===== EXERCISE DATA =====

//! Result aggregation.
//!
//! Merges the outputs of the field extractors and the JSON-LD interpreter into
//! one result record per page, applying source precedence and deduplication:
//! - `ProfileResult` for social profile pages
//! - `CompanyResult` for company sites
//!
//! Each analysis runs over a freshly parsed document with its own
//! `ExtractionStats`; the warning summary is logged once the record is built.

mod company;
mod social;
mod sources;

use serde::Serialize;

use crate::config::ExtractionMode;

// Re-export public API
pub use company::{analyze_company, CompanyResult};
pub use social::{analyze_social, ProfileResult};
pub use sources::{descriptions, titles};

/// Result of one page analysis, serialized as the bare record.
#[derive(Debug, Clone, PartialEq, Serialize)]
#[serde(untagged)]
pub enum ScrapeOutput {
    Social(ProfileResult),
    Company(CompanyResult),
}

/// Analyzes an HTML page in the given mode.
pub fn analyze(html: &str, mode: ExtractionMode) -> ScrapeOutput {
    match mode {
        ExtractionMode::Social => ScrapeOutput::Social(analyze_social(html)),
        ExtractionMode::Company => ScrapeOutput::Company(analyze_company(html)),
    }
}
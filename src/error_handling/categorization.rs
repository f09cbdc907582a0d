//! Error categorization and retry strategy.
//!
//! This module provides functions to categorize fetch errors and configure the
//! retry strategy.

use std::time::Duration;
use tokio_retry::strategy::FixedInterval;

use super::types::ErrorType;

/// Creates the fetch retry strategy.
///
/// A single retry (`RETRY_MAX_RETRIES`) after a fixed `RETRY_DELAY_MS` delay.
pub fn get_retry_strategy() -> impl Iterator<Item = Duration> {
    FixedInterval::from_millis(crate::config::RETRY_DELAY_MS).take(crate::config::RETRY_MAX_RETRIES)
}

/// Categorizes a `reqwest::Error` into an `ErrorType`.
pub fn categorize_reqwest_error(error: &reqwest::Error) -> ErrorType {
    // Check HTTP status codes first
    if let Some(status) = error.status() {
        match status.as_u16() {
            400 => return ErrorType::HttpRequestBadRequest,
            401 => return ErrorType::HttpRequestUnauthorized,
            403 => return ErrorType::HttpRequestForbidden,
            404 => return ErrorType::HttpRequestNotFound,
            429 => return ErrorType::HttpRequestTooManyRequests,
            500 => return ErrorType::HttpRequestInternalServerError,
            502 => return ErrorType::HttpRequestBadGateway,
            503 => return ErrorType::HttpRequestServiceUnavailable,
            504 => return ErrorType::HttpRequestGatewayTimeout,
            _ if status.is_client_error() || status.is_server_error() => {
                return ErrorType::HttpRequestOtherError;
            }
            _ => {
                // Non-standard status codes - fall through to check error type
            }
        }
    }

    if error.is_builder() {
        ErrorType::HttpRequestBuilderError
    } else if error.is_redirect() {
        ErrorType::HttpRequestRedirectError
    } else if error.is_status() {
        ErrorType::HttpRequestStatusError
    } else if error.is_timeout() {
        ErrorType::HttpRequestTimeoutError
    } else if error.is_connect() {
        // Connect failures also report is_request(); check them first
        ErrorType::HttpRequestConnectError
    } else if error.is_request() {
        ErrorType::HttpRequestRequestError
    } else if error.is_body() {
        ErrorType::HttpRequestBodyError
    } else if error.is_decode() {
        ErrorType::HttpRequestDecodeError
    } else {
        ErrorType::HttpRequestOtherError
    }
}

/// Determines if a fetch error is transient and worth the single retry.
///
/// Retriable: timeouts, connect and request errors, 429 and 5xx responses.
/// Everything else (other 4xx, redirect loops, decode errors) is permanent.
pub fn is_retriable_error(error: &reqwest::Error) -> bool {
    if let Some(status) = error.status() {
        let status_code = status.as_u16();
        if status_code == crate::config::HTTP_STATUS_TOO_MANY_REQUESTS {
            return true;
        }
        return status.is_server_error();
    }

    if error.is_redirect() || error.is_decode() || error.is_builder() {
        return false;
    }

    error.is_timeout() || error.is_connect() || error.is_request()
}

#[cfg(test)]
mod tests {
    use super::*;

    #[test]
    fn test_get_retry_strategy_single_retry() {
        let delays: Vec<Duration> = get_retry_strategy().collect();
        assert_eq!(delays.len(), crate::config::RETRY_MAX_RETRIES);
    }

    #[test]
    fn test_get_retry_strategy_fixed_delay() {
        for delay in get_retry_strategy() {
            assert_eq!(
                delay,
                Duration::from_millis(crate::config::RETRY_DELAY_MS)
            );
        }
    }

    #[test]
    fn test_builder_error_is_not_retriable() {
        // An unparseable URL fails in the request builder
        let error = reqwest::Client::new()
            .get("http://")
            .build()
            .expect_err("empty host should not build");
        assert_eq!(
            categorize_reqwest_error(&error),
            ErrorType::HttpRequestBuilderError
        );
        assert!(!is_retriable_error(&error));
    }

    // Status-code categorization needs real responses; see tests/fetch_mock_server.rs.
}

=====

■ WHAT NEEDS TO BE DONE ■
The records above should be repeated word for word.

■ EXERCISE SOLUTION ■
//! Result aggregation.
//!
//! Merges the outputs of the field extractors and the JSON-LD interpreter into
//! one result record per page, applying source precedence and deduplication:
//! - `ProfileResult` for social profile pages
//! - `CompanyResult` for company sites
//!
//! Each analysis runs over a freshly parsed document with its own
//! `ExtractionStats`; the warning summary is logged once the record is built.

mod company;
mod social;
mod sources;

use serde::Serialize;

use crate::config::ExtractionMode;

// Re-export public API
pub use company::{analyze_company, CompanyResult};
pub use social::{analyze_social, ProfileResult};
pub use sources::{descriptions, titles};

/// Result of one page analysis, serialized as the bare record.
#[derive(Debug, Clone, PartialEq, Serialize)]
#[serde(untagged)]
pub enum ScrapeOutput {
    Social(ProfileResult),
    Company(CompanyResult),
}

/// Analyzes an HTML page in the given mode.
pub fn analyze(html: &str, mode: ExtractionMode) -> ScrapeOutput {
    match mode {
        ExtractionMode::Social => ScrapeOutput::Social(analyze_social(html)),
        ExtractionMode::Company => ScrapeOutput::Company(analyze_company(html)),
    }
}
filename src/error_handling/categorization.rs
repository f09cbdc907582a0d
//! Error categorization and retry strategy.
//!
//! This module provides functions to categorize fetch errors and configure the
//! retry strategy.

use std::time::Duration;
use tokio_retry::strategy::FixedInterval;

use super::types::ErrorType;

/// Creates the fetch retry strategy.
///
/// A single retry (`RETRY_MAX_RETRIES`) after a fixed `RETRY_DELAY_MS` delay.
pub fn get_retry_strategy() -> impl Iterator<Item = Duration> {
    FixedInterval::from_millis(crate::config::RETRY_DELAY_MS).take(crate::config::RETRY_MAX_RETRIES)
}

/// Categorizes a `reqwest::Error` into an `ErrorType`.
pub fn categorize_reqwest_error(error: &reqwest::Error) -> ErrorType {
    // Check HTTP status codes first
    if let Some(status) = error.status() {
        match status.as_u16() {
            400 => return ErrorType::HttpRequestBadRequest,
            401 => return ErrorType::HttpRequestUnauthorized,
            403 => return ErrorType::HttpRequestForbidden,
            404 => return ErrorType::HttpRequestNotFound,
            429 => return ErrorType::HttpRequestTooManyRequests,
            500 => return ErrorType::HttpRequestInternalServerError,
            502 => return ErrorType::HttpRequestBadGateway,
            503 => return ErrorType::HttpRequestServiceUnavailable,
            504 => return ErrorType::HttpRequestGatewayTimeout,
            _ if status.is_client_error() || status.is_server_error() => {
                return ErrorType::HttpRequestOtherError;
            }
            _ => {
                // Non-standard status codes - fall through to check error type
            }
        }
    }

    if error.is_builder() {
        ErrorType::HttpRequestBuilderError
    } else if error.is_redirect() {
        ErrorType::HttpRequestRedirectError
    } else if error.is_status() {
        ErrorType::HttpRequestStatusError
    } else if error.is_timeout() {
        ErrorType::HttpRequestTimeoutError
    } else if error.is_connect() {
        // Connect failures also report is_request(); check them first
        ErrorType::HttpRequestConnectError
    } else if error.is_request() {
        ErrorType::HttpRequestRequestError
    } else if error.is_body() {
        ErrorType::HttpRequestBodyError
    } else if error.is_decode() {
        ErrorType::HttpRequestDecodeError
    } else {
        ErrorType::HttpRequestOtherError
    }
}

/// Determines if a fetch error is transient and worth the single retry.
///
/// Retriable: timeouts, connect and request errors, 429 and 5xx responses.
/// Everything else (other 4xx, redirect loops, decode errors) is permanent.
pub fn is_retriable_error(error: &reqwest::Error) -> bool {
    if let Some(status) = error.status() {
        let status_code = status.as_u16();
        if status_code == crate::config::HTTP_STATUS_TOO_MANY_REQUESTS {
            return true;
        }
        return status.is_server_error();
    }

    if error.is_redirect() || error.is_decode() || error.is_builder() {
        return false;
    }

    error.is_timeout() || error.is_connect() || error.is_request()
}

#[cfg(test)]
mod tests {
    use super::*;

    #[test]
    fn test_get_retry_strategy_single_retry() {
        let delays: Vec<Duration> = get_retry_strategy().collect();
        assert_eq!(delays.len(), crate::config::RETRY_MAX_RETRIES);
    }

    #[test]
    fn test_get_retry_strategy_fixed_delay() {
        for delay in get_retry_strategy() {
            assert_eq!(
                delay,
                Duration::from_millis(crate::config::RETRY_DELAY_MS)
            );
        }
    }

    #[test]
    fn test_builder_error_is_not_retriable() {
        // An unparseable URL fails in the request builder
        let error = reqwest::Client::new()
            .get("http://")
            .build()
            .expect_err("empty host should not build");
        assert_eq!(
            categorize_reqwest_error(&error),
            ErrorType::HttpRequestBuilderError
        );
        assert!(!is_retriable_error(&error));
    }

    // Status-code categorization needs real responses; see tests/fetch_mock_server.rs.
}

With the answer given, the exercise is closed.